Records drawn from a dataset
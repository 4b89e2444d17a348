//! Exit code definitions for the spaces CLI
//!
//! Scripts rely on these values; changing one is a breaking change.

use spaces_core::Error;

/// Exit codes for the spaces CLI application.
///
/// These codes follow a consistent convention to allow scripts and automation
/// to handle different error scenarios appropriately.
#[derive(Debug, Clone, Copy, PartialEq, Eq)]
#[repr(i32)]
pub enum ExitCode {
    /// Operation completed successfully
    Success = 0,

    /// General/unspecified error
    GeneralError = 1,

    /// User input error: invalid arguments, region, space name, rename, etc.
    UsageError = 2,

    /// Network or service error
    NetworkError = 3,

    /// Credentials rejected by the service
    AuthError = 4,

    /// Resource not found: space or object does not exist
    NotFound = 5,
}

impl ExitCode {
    /// Convert exit code to i32 for use with std::process::exit
    #[inline]
    pub const fn as_i32(self) -> i32 {
        self as i32
    }

    /// Create exit code from i32 value
    ///
    /// Returns None if the value doesn't correspond to a known exit code.
    pub const fn from_i32(code: i32) -> Option<Self> {
        match code {
            0 => Some(Self::Success),
            1 => Some(Self::GeneralError),
            2 => Some(Self::UsageError),
            3 => Some(Self::NetworkError),
            4 => Some(Self::AuthError),
            5 => Some(Self::NotFound),
            _ => None,
        }
    }

    /// Get a human-readable description of the exit code
    pub const fn description(self) -> &'static str {
        match self {
            Self::Success => "Operation completed successfully",
            Self::GeneralError => "General error",
            Self::UsageError => "Invalid arguments or configuration",
            Self::NetworkError => "Network or service error",
            Self::AuthError => "Authentication failure",
            Self::NotFound => "Resource not found",
        }
    }
}

impl From<&Error> for ExitCode {
    fn from(err: &Error) -> Self {
        Self::from_i32(err.exit_code()).unwrap_or(Self::GeneralError)
    }
}

impl std::fmt::Display for ExitCode {
    fn fmt(&self, f: &mut std::fmt::Formatter<'_>) -> std::fmt::Result {
        write!(f, "{} ({})", self.description(), self.as_i32())
    }
}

DIRECTIONS FOR THIS TASK.
Exactly how many lines in the records contain the string "Some"? Give that number alone.

REPLY TO THE EXERCISE.
6